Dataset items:
──────────────────────────────

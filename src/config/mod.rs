//! Configuration management subsystem.
//!
//! # Data Flow
//! ```text
//! config file (TOML)
//!     → loader.rs (parse & deserialize)
//!     → validation.rs (semantic checks)
//!     → RouterConfig (validated, immutable)
//!     → table.rs compiles it into entrypoints and routers
//! ```
//!
//! # Design Decisions
//! - Config is immutable once loaded; changes require a rebuild of the table
//! - All fields have defaults to allow minimal configs
//! - Validation separates syntactic (serde) from semantic checks

pub mod loader;
pub mod schema;
pub mod validation;

pub use loader::{load_config, parse_config, ConfigError};
pub use schema::{EntrypointConfig, ObservabilityConfig, RouteConfig, RouterConfig};
pub use validation::{validate_config, ValidationError};
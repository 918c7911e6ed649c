//! Configuration schema definitions.
//!
//! All types derive Serde traits for deserialization from TOML.

use serde::{Deserialize, Serialize};

use crate::routing::MatcherOptions;

/// Root configuration.
#[derive(Debug, Clone, Deserialize, Serialize, Default)]
#[serde(default)]
pub struct RouterConfig {
    /// Logging settings.
    pub observability: ObservabilityConfig,

    /// Pattern engine limits.
    pub matcher: MatcherOptions,

    /// Routes of the root router, used when no entrypoint claims a path.
    pub routes: Vec<RouteConfig>,

    /// Mount points, each with its own routes.
    pub entrypoints: Vec<EntrypointConfig>,
}

/// A single route.
#[derive(Debug, Clone, Deserialize, Serialize)]
pub struct RouteConfig {
    /// Route identifier for logs and reports.
    pub name: String,

    /// Pattern, implicitly anchored, e.g. `/product/(?P<id>[0-9]+)`.
    pub pattern: String,
}

/// A mount point and its routes.
#[derive(Debug, Clone, Deserialize, Serialize)]
pub struct EntrypointConfig {
    /// Entrypoint name or a path whose leading segment is the name.
    pub name: String,

    /// Routes matched against the path below the mount point.
    #[serde(default)]
    pub routes: Vec<RouteConfig>,
}

/// Observability configuration.
#[derive(Debug, Clone, Deserialize, Serialize)]
#[serde(default)]
pub struct ObservabilityConfig {
    /// Log level (trace, debug, info, warn, error).
    pub log_level: String,

    /// Emit JSON lines instead of human-readable output.
    pub json: bool,
}

impl Default for ObservabilityConfig {
    fn default() -> Self {
        Self {
            log_level: "info".to_string(),
            json: false,
        }
    }
}
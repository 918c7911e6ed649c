//! Shared utilities for integration tests.

use std::sync::Mutex;

use route_dispatch::{RouteMatch, Router, Routes};

/// What a handler saw.
#[derive(Debug, Clone, PartialEq, Eq)]
pub struct Call {
    pub route: &'static str,
    pub path: String,
    pub vars: Vec<(String, String)>,
}

/// Per-dispatch context collecting handler invocations.
pub type Calls = Mutex<Vec<Call>>;

pub fn record(m: &RouteMatch<'_, &'static str, Calls>) {
    let call = Call {
        route: m.data(),
        path: m.path().to_string(),
        vars: m
            .vars()
            .map(|(name, value)| (name.to_string(), value.to_string()))
            .collect(),
    };
    m.user_data().lock().unwrap().push(call);
}

/// The four-route router used throughout the tests, in registration order.
pub fn sample_router() -> Router<&'static str, Calls> {
    let mut routes = Routes::new();
    routes.add("/foo/bar", "foo-bar-data", record).unwrap();
    routes.add("/bar", "bar-data", record).unwrap();
    routes
        .add("/customer/(?P<name>[a-zA-Z]+)", "customer-data", record)
        .unwrap();
    routes
        .add("/product/(?P<id>[0-9]+)", "product-data", record)
        .unwrap();
    Router::new(routes).unwrap()
}

#[allow(dead_code)]
pub fn vars(pairs: &[(&str, &str)]) -> Vec<(String, String)> {
    pairs
        .iter()
        .map(|(n, v)| (n.to_string(), v.to_string()))
        .collect()
}
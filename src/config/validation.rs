//! Configuration validation.
//!
//! # Responsibilities
//! - Semantic validation (serde handles syntactic)
//! - Validate value ranges and log levels
//! - Detect duplicate patterns and entrypoint keys
//!
//! # Design Decisions
//! - Returns all validation errors, not just first
//! - Pure function: RouterConfig → Result<(), Vec<ValidationError>>
//! - Patterns are not compiled here; compile errors surface when the table is built

use std::collections::HashSet;

use thiserror::Error;

use crate::config::schema::{RouteConfig, RouterConfig};
use crate::entrypoints::key_of;

const LOG_LEVELS: [&str; 5] = ["trace", "debug", "info", "warn", "error"];

/// A single semantic problem in a configuration.
#[derive(Debug, Clone, PartialEq, Eq, Error)]
pub enum ValidationError {
    #[error("unknown log level {0:?}")]
    LogLevel(String),

    #[error("matcher.{0} must be greater than zero")]
    ZeroLimit(&'static str),

    #[error("{scope}: route #{index} has an empty {field}")]
    EmptyField {
        scope: String,
        index: usize,
        field: &'static str,
    },

    #[error("{scope}: pattern {pattern:?} is registered more than once")]
    DuplicatePattern { scope: String, pattern: String },

    #[error("entrypoint {0:?} is declared more than once")]
    DuplicateEntrypoint(String),

    #[error("entrypoint {0:?} has no routes")]
    NoRoutes(String),

    #[error("entrypoint #{0} has an empty name")]
    EmptyEntrypoint(usize),
}

/// Check `config`, collecting every problem found.
pub fn validate_config(config: &RouterConfig) -> Result<(), Vec<ValidationError>> {
    let mut errors = Vec::new();

    let level = config.observability.log_level.to_ascii_lowercase();
    if !LOG_LEVELS.contains(&level.as_str()) {
        errors.push(ValidationError::LogLevel(config.observability.log_level.clone()));
    }
    if config.matcher.size_limit == 0 {
        errors.push(ValidationError::ZeroLimit("size_limit"));
    }
    if config.matcher.dfa_size_limit == 0 {
        errors.push(ValidationError::ZeroLimit("dfa_size_limit"));
    }

    validate_routes("routes", &config.routes, &mut errors);

    let mut keys = HashSet::new();
    for (index, entrypoint) in config.entrypoints.iter().enumerate() {
        if entrypoint.name.is_empty() {
            errors.push(ValidationError::EmptyEntrypoint(index));
            continue;
        }
        let key = key_of(&entrypoint.name);
        if !keys.insert(key) {
            errors.push(ValidationError::DuplicateEntrypoint(key.to_string()));
        }
        if entrypoint.routes.is_empty() {
            errors.push(ValidationError::NoRoutes(key.to_string()));
        }
        validate_routes(&format!("entrypoint {:?}", key), &entrypoint.routes, &mut errors);
    }

    if errors.is_empty() {
        Ok(())
    } else {
        Err(errors)
    }
}

fn validate_routes(scope: &str, routes: &[RouteConfig], errors: &mut Vec<ValidationError>) {
    let mut patterns = HashSet::new();
    for (index, route) in routes.iter().enumerate() {
        if route.name.is_empty() {
            errors.push(ValidationError::EmptyField {
                scope: scope.to_string(),
                index,
                field: "name",
            });
        }
        if route.pattern.is_empty() {
            errors.push(ValidationError::EmptyField {
                scope: scope.to_string(),
                index,
                field: "pattern",
            });
        } else if !patterns.insert(route.pattern.as_str()) {
            errors.push(ValidationError::DuplicatePattern {
                scope: scope.to_string(),
                pattern: route.pattern.clone(),
            });
        }
    }
}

──────────────────────────────

What the task requires: Each line in the entries above that includes the string "pairs" should be extracted.

Exercise answer:
pub fn vars(pairs: &[(&str, &str)]) -> Vec<(String, String)> {
    pairs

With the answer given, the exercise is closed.